Object Pools and Free Lists
Solve the problem of dynamic entity lifespans. Build a zero-allocation object pool using an implicit free list hidden inside dead memory.
In our , we built an arena allocator. By grabbing a massive chunk of RAM upfront and using a simple bump pointer, we achieved allocation speeds that rivaled the call stack, completely bypassing the operating system and eliminating external fragmentation.
But the arena allocator has a big limitation: it is strictly linear. It only moves forward. This makes it perfect for data where everything dies at the exact same time. For example, loading a level in a game engine, processing a single web request, or decoding a single frame of video. When the job is done, we reset the bump pointer to zero, reclaiming all the memory at once.
But what if we need to manage objects with unpredictable, dynamic lifespans?
Imagine a network server handling thousands of client connections, or a game spawning hundreds of bullets. Connections drop randomly. Bullets hit walls and despawn. If we use an arena, we have no way to reclaim the memory of a single dead bullet.
To solve the problem of dynamic lifespans, we need an allocator that can reuse dead memory. We need an object pool.
The Limitations of the Heap
Before we build our custom pool, let's briefly revisit why we can't just use standard new and delete for this problem.
If we spawn and despawn thousands of entities at random times using the global allocator, we will trigger the exact crisis we discussed earlier. The global heap manages chunks of memory of all different sizes.

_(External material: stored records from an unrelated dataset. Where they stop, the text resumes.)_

//! tween-api-core: plain snapshot values exchanged between evaluation contexts.

pub mod coercion;
pub mod json;
pub mod value;

pub use value::{Value, ValueKind, ValueMap};
//! CSS named colors, packed as `0xRRGGBBAA`.

/// Sorted by name for binary search.
static NAMED_COLORS: &[(&str, u32)] = &[
    ("aliceblue", 0xf0f8ffff),
    ("antiquewhite", 0xfaebd7ff),
    ("aqua", 0x00ffffff),
    ("aquamarine", 0x7fffd4ff),
    ("azure", 0xf0ffffff),
    ("beige", 0xf5f5dcff),
    ("bisque", 0xffe4c4ff),
    ("black", 0x000000ff),
    ("blanchedalmond", 0xffebcdff),
    ("blue", 0x0000ffff),
    ("blueviolet", 0x8a2be2ff),
    ("brown", 0xa52a2aff),
    ("burlywood", 0xdeb887ff),
    ("burntsienna", 0xea7e5dff),
    ("cadetblue", 0x5f9ea0ff),
    ("chartreuse", 0x7fff00ff),
    ("chocolate", 0xd2691eff),
    ("coral", 0xff7f50ff),
    ("cornflowerblue", 0x6495edff),
    ("cornsilk", 0xfff8dcff),
    ("crimson", 0xdc143cff),
    ("cyan", 0x00ffffff),
    ("darkblue", 0x00008bff),
    ("darkcyan", 0x008b8bff),
    ("darkgoldenrod", 0xb8860bff),
    ("darkgray", 0xa9a9a9ff),
    ("darkgreen", 0x006400ff),
    ("darkgrey", 0xa9a9a9ff),
    ("darkkhaki", 0xbdb76bff),
    ("darkmagenta", 0x8b008bff),
    ("darkolivegreen", 0x556b2fff),
    ("darkorange", 0xff8c00ff),
    ("darkorchid", 0x9932ccff),
    ("darkred", 0x8b0000ff),
    ("darksalmon", 0xe9967aff),
    ("darkseagreen", 0x8fbc8fff),
    ("darkslateblue", 0x483d8bff),
    ("darkslategray", 0x2f4f4fff),
    ("darkslategrey", 0x2f4f4fff),
    ("darkturquoise", 0x00ced1ff),
    ("darkviolet", 0x9400d3ff),
    ("deeppink", 0xff1493ff),
    ("deepskyblue", 0x00bfffff),
    ("dimgray", 0x696969ff),
    ("dimgrey", 0x696969ff),
    ("dodgerblue", 0x1e90ffff),
    ("firebrick", 0xb22222ff),
    ("floralwhite", 0xfffaf0ff),
    ("forestgreen", 0x228b22ff),
    ("fuchsia", 0xff00ffff),
    ("gainsboro", 0xdcdcdcff),
    ("ghostwhite", 0xf8f8ffff),
    ("gold", 0xffd700ff),
    ("goldenrod", 0xdaa520ff),
    ("gray", 0x808080ff),
    ("green", 0x008000ff),
    ("greenyellow", 0xadff2fff),
    ("grey", 0x808080ff),
    ("honeydew", 0xf0fff0ff),
    ("hotpink", 0xff69b4ff),
    ("indianred", 0xcd5c5cff),
    ("indigo", 0x4b0082ff),
    ("ivory", 0xfffff0ff),
    ("khaki", 0xf0e68cff),
    ("lavender", 0xe6e6faff),
    ("lavenderblush", 0xfff0f5ff),
    ("lawngreen", 0x7cfc00ff),
    ("lemonchiffon", 0xfffacdff),
    ("lightblue", 0xadd8e6ff),
    ("lightcoral", 0xf08080ff),
    ("lightcyan", 0xe0ffffff),
    ("lightgoldenrodyellow", 0xfafad2ff),
    ("lightgray", 0xd3d3d3ff),
    ("lightgreen", 0x90ee90ff),
    ("lightgrey", 0xd3d3d3ff),
    ("lightpink", 0xffb6c1ff),
    ("lightsalmon", 0xffa07aff),
    ("lightseagreen", 0x20b2aaff),
    ("lightskyblue", 0x87cefaff),
    ("lightslategray", 0x778899ff),
    ("lightslategrey", 0x778899ff),
    ("lightsteelblue", 0xb0c4deff),
    ("lightyellow", 0xffffe0ff),
    ("lime", 0x00ff00ff),
    ("limegreen", 0x32cd32ff),
    ("linen", 0xfaf0e6ff),
    ("magenta", 0xff00ffff),
    ("maroon", 0x800000ff),
    ("mediumaquamarine", 0x66cdaaff),
    ("mediumblue", 0x0000cdff),
    ("mediumorchid", 0xba55d3ff),
    ("mediumpurple", 0x9370dbff),
    ("mediumseagreen", 0x3cb371ff),
    ("mediumslateblue", 0x7b68eeff),
    ("mediumspringgreen", 0x00fa9aff),
    ("mediumturquoise", 0x48d1ccff),
    ("mediumvioletred", 0xc71585ff),
    ("midnightblue", 0x191970ff),
    ("mintcream", 0xf5fffaff),
    ("mistyrose", 0xffe4e1ff),
    ("moccasin", 0xffe4b5ff),
    ("navajowhite", 0xffdeadff),
    ("navy", 0x000080ff),
    ("oldlace", 0xfdf5e6ff),
    ("olive", 0x808000ff),
    ("olivedrab", 0x6b8e23ff),
    ("orange", 0xffa500ff),
    ("orangered", 0xff4500ff),
    ("orchid", 0xda70d6ff),
    ("palegoldenrod", 0xeee8aaff),
    ("palegreen", 0x98fb98ff),
    ("paleturquoise", 0xafeeeeff),
    ("palevioletred", 0xdb7093ff),
    ("papayawhip", 0xffefd5ff),
    ("peachpuff", 0xffdab9ff),
    ("peru", 0xcd853fff),
    ("pink", 0xffc0cbff),
    ("plum", 0xdda0ddff),
    ("powderblue", 0xb0e0e6ff),
    ("purple", 0x800080ff),
    ("rebeccapurple", 0x663399ff),
    ("red", 0xff0000ff),
    ("rosybrown", 0xbc8f8fff),
    ("royalblue", 0x4169e1ff),
    ("saddlebrown", 0x8b4513ff),
    ("salmon", 0xfa8072ff),
    ("sandybrown", 0xf4a460ff),
    ("seagreen", 0x2e8b57ff),
    ("seashell", 0xfff5eeff),
    ("sienna", 0xa0522dff),
    ("silver", 0xc0c0c0ff),
    ("skyblue", 0x87ceebff),
    ("slateblue", 0x6a5acdff),
    ("slategray", 0x708090ff),
    ("slategrey", 0x708090ff),
    ("snow", 0xfffafaff),
    ("springgreen", 0x00ff7fff),
    ("steelblue", 0x4682b4ff),
    ("tan", 0xd2b48cff),
    ("teal", 0x008080ff),
    ("thistle", 0xd8bfd8ff),
    ("tomato", 0xff6347ff),
    ("turquoise", 0x40e0d0ff),
    ("violet", 0xee82eeff),
    ("wheat", 0xf5deb3ff),
    ("white", 0xffffffff),
    ("whitesmoke", 0xf5f5f5ff),
    ("yellow", 0xffff00ff),
    ("yellowgreen", 0x9acd32ff),
];

/// Packed value of a named color. Matching is ASCII case-insensitive;
/// `transparent` is fully transparent black.
pub fn named_color(name: &str) -> Option<u32> {
    let lower = name.to_ascii_lowercase();
    if lower == "transparent" {
        return Some(0x0000_0000);
    }
    NAMED_COLORS
        .binary_search_by(|(candidate, _)| candidate.cmp(&lower.as_str()))
        .ok()
        .map(|idx| NAMED_COLORS[idx].1)
}

/// Number of named entries, excluding `transparent`.
pub fn named_color_count() -> usize {
    NAMED_COLORS.len()
}

#[cfg(test)]
mod tests {
    use super::*;

    #[test]
    fn table_is_sorted() {
        assert!(NAMED_COLORS.windows(2).all(|w| w[0].0 < w[1].0));
    }

    #[test]
    fn lookups() {
        assert_eq!(named_color("red"), Some(0xff0000ff));
        assert_eq!(named_color("RebeccaPurple"), Some(0x663399ff));
        assert_eq!(named_color("transparent"), Some(0));
        assert_eq!(named_color("grey"), named_color("gray"));
        assert_eq!(named_color("notacolor"), None);
    }
}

When an 8-byte object, a 64-byte object, and a 1024-byte object all die at random intervals, the heap becomes a Swiss cheese of physical gaps.
If we ask the heap for 64 bytes, it might have to laboriously scan thousands of tiny 8-byte gaps before it finds a contiguous hole large enough to satisfy our request. This destroys performance, thrashes the CPU's TLB, and eventually results in an out-of-memory crash when the gaps become too splintered to use.
The secret to defeating external fragmentation is completely removing the concept of "different sizes".
The Fixed-Size Block Allocator
If we restrict an allocator so that it only ever hands out blocks of the exact same size, external fragmentation becomes impossible.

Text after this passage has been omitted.